The disadvantages of corporations are that they are closely regulated. Most governments have many restrictions upon what you can and cannot do in a corporation. You must create a set of documents and bylaws by which the corporation operates, and you have to demonstrate on a regular period that you are abiding by those bylaws in order to maintain your corporation. Also, it is the most expensive entity to organize in terms of the initial governmental fees, plus the consultation cost of working with financial and legal advisers.
Finally, corporations in some instances have the issue of double taxation. This means you as an individual may be required to pay taxes on your salary and dividends, and then the business must pay taxes itself. Typically, I recommend that business owners, after being in existence a few years or after they reach a certain amount in sales, for instance, a million dollars, proceed at that point with forming a corporation or the next entity type, the limited liability corporation or LLC.

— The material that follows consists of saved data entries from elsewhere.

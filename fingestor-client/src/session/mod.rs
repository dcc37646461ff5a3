//! Session context
//!
//! Owns the in-memory view of who is logged in and keeps it in step with
//! the [`SessionStore`]. Views read it through [`SessionContext::state`] or
//! wait for changes on [`SessionContext::subscribe`].
//!
//! ```text
//! Uninitialized --rehydrate--> Rehydrating --+--> Authenticated (revalidate in background)
//!                                            +--> Anonymous
//! Authenticated --logout / revalidation failure / 401 anywhere--> Anonymous
//! Anonymous --login--> Authenticated
//! ```

mod state;

pub use state::{
    LoginOutcome, MSG_BAD_CREDENTIALS, MSG_CONNECTION_ERROR, MSG_LOGIN_FAILED,
    MSG_REGISTER_FAILED, RegisterOutcome, RouteAccess, RouteDecision, SessionPhase, SessionState,
    login_error_message,
};

use shared::{NewUser, UserProfile};
use std::sync::atomic::{AtomicBool, AtomicUsize, Ordering};
use std::sync::{Arc, Weak};
use tokio::sync::watch;
use tokio::task::JoinHandle;

use crate::ClientResult;
use crate::auth::AuthApi;
use crate::store::{ExpiryListener, SessionStore};

/// Shared session handle. Cloning is cheap; clones observe the same state.
#[derive(Clone)]
pub struct SessionContext {
    inner: Arc<Inner>,
}

struct Inner {
    auth: Arc<dyn AuthApi>,
    store: SessionStore,
    state: watch::Sender<SessionState>,
    rehydrated: AtomicBool,
    logins_in_flight: AtomicUsize,
}

impl ExpiryListener for Inner {
    /// The backend rejected the stored token somewhere; the store is already
    /// empty. A login in progress owns the state until it finishes.
    fn session_expired(&self) {
        if self.logins_in_flight.load(Ordering::SeqCst) > 0 {
            tracing::debug!("Session expiry during login, state left to the login");
            return;
        }
        if self.state.borrow().is_authenticated() {
            tracing::info!("Session expired, logged out");
        }
        self.state.send_replace(SessionState::anonymous());
    }
}

/// Counts a login as in flight until dropped, including on cancellation.
struct LoginGuard<'a>(&'a AtomicUsize);

impl<'a> LoginGuard<'a> {
    fn enter(counter: &'a AtomicUsize) -> Self {
        counter.fetch_add(1, Ordering::SeqCst);
        Self(counter)
    }
}

impl Drop for LoginGuard<'_> {
    fn drop(&mut self) {
        self.0.fetch_sub(1, Ordering::SeqCst);
    }
}

impl std::fmt::Debug for SessionContext {
    fn fmt(&self, f: &mut std::fmt::Formatter<'_>) -> std::fmt::Result {
        f.debug_struct("SessionContext")
            .field("state", &*self.inner.state.borrow())
            .field("store", &self.inner.store)
            .finish()
    }
}

impl SessionContext {
    /// Context over `store`. Registers itself for the store's expiry
    /// notifications, so a 401 from any request ends the in-memory session
    /// as well.
    pub fn new(auth: Arc<dyn AuthApi>, store: SessionStore) -> Self {
        let (state, _) = watch::channel(SessionState::uninitialized());
        let inner = Arc::new(Inner {
            auth,
            store,
            state,
            rehydrated: AtomicBool::new(false),
            logins_in_flight: AtomicUsize::new(0),
        });
        inner
            .store
            .on_expired(Arc::downgrade(&inner) as Weak<dyn ExpiryListener>);
        Self { inner }
    }

    // ========================================================================
    // Observation
    // ========================================================================

    pub fn state(&self) -> SessionState {
        self.inner.state.borrow().clone()
    }

    /// Receiver that wakes on every state change.
    pub fn subscribe(&self) -> watch::Receiver<SessionState> {
        self.inner.state.subscribe()
    }

    pub fn phase(&self) -> SessionPhase {
        self.inner.state.borrow().phase()
    }

    pub fn user(&self) -> Option<UserProfile> {
        self.inner.state.borrow().user().cloned()
    }

    pub fn is_authenticated(&self) -> bool {
        self.inner.state.borrow().is_authenticated()
    }

    pub fn is_loading(&self) -> bool {
        self.inner.state.borrow().is_loading()
    }

    /// Route guard decision for a view with the given access rule.
    pub fn route_for(&self, access: RouteAccess) -> RouteDecision {
        self.inner.state.borrow().guard(access)
    }

    pub fn store(&self) -> &SessionStore {
        &self.inner.store
    }

    fn set(&self, state: SessionState) {
        self.inner.state.send_replace(state);
    }

    // ========================================================================
    // Lifecycle
    // ========================================================================

    /// Restore the persisted session. Runs once; later calls return `None`.
    ///
    /// A stored session makes the context `Authenticated` immediately and
    /// starts a background [`revalidate`](Self::revalidate), whose handle is
    /// returned.
    pub async fn rehydrate(&self) -> Option<JoinHandle<bool>> {
        if self.inner.rehydrated.swap(true, Ordering::SeqCst) {
            return None;
        }
        self.set(SessionState::rehydrating());

        match self.inner.store.load() {
            Ok(Some(session)) => {
                tracing::info!(user = %session.user.display_name(), "Restored stored session");
                self.set(SessionState::authenticated(session.user));
                let this = self.clone();
                Some(tokio::spawn(async move { this.revalidate().await }))
            }
            Ok(None) => {
                tracing::debug!("No stored session");
                self.set(SessionState::anonymous());
                None
            }
            Err(e) => {
                tracing::warn!(error = %e, "Stored session unreadable, discarding");
                self.logout();
                None
            }
        }
    }

    /// Confirm the current token with `get_me`.
    ///
    /// On success the fresh profile replaces the cached one; on failure the
    /// session ends. A login or logout that happens while the call is in
    /// flight takes precedence over its result. Returns whether the session
    /// is still valid.
    pub async fn revalidate(&self) -> bool {
        let generation = self.inner.store.generation();
        let result = self.inner.auth.get_me().await;
        let superseded =
            self.inner.store.generation() != generation || !self.is_authenticated();

        match result {
            Ok(_) if superseded => self.is_authenticated(),
            Ok(user) => {
                if let Err(e) = self.inner.store.save_user(&user) {
                    tracing::warn!(error = %e, "Failed to cache refreshed profile");
                }
                self.set(SessionState::authenticated(user));
                true
            }
            Err(e) if superseded => {
                tracing::debug!(error = %e, "Revalidation failure superseded");
                self.is_authenticated()
            }
            Err(e) => {
                tracing::warn!(error = %e, "Session revalidation failed");
                self.logout();
                false
            }
        }
    }

    /// Log in and load the profile.
    ///
    /// Never returns an error: failures come back as a [`LoginOutcome`]
    /// with a message fit for display. On failure the in-memory state is
    /// untouched and the store is put back as it was, except after a 401,
    /// which has already ended any stored session.
    pub async fn login(&self, email: &str, password: &str) -> LoginOutcome {
        let _in_flight = LoginGuard::enter(&self.inner.logins_in_flight);
        let snapshot = self.inner.store.snapshot();

        match self.authenticate(email, password).await {
            Ok(user) => {
                tracing::info!(user = %user.display_name(), "Logged in");
                self.inner.rehydrated.store(true, Ordering::SeqCst);
                self.set(SessionState::authenticated(user));
                LoginOutcome::ok()
            }
            Err(e) => {
                tracing::warn!(email = %email, error = %e, "Login failed");
                if !e.is_unauthorized() {
                    if let Err(restore) = self.inner.store.restore(&snapshot) {
                        tracing::error!(error = %restore, "Failed to restore session store");
                    }
                }
                LoginOutcome::failed(&e)
            }
        }
    }

    async fn authenticate(&self, email: &str, password: &str) -> ClientResult<UserProfile> {
        let token = self.inner.auth.login(email, password).await?;
        self.inner.store.save_token(&token.access_token)?;
        let user = self.inner.auth.get_me().await?;
        self.inner.store.save_user(&user)?;
        Ok(user)
    }

    /// Create an account. Does not log in.
    pub async fn register(&self, user: &NewUser) -> RegisterOutcome {
        match self.inner.auth.register(user).await {
            Ok(created) => {
                tracing::info!(email = %user.email, "User registered");
                RegisterOutcome::ok(created)
            }
            Err(e) => {
                tracing::warn!(email = %user.email, error = %e, "Registration failed");
                RegisterOutcome::failed(&e)
            }
        }
    }

    /// Swap the stored token for a fresh one.
    pub async fn refresh_session(&self) -> ClientResult<()> {
        let token = self.inner.auth.refresh_token().await?;
        self.inner.store.save_token(&token.access_token)?;
        tracing::debug!("Access token refreshed");
        Ok(())
    }

    /// End the session. Safe to call any number of times.
    pub fn logout(&self) {
        if let Err(e) = self.inner.store.clear() {
            tracing::error!(error = %e, "Failed to clear session store");
        }
        if self.is_authenticated() {
            tracing::info!("Logged out");
        }
        self.set(SessionState::anonymous());
    }
}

The advantages of an LLC are that your personal assets are protected. If someone sues you, typically, the risk can’t go beyond the entity itself. The investors’ own risk is only limited to the amount of money that they put into the business. Also, if you’re working with partners, LLCs make the taxation issue much easier to deal with because partners can be taxed separately. Also, the LLC blends nicely the limited liability with the greater ability to control your day-to-day operations. Also, a separate entity such as a living trust can be a member of an LLC, providing more flexibility on how ownership can be divided. Finally, financial losses of a limited liability corporation are passed through to the investors, which is a potential tax advantage.
The disadvantages are that LLCs can be a bit complex to form. This requires greater expense on your part as you’ll want to enlist qualified legal and financial advisers. Also, LLCs are subject to a great deal of regulation from organizations such as the IRS in the United States which will affect the terms of the partnership. Now that we’ve explored the advantages and disadvantages of the four basic entities, it’s up to you to take the next step.
Make your best guess as to which entity is a fit for your business. Then, take your thoughts to your trusted legal and financial advisers, and discuss with them which option would work best for you and your business.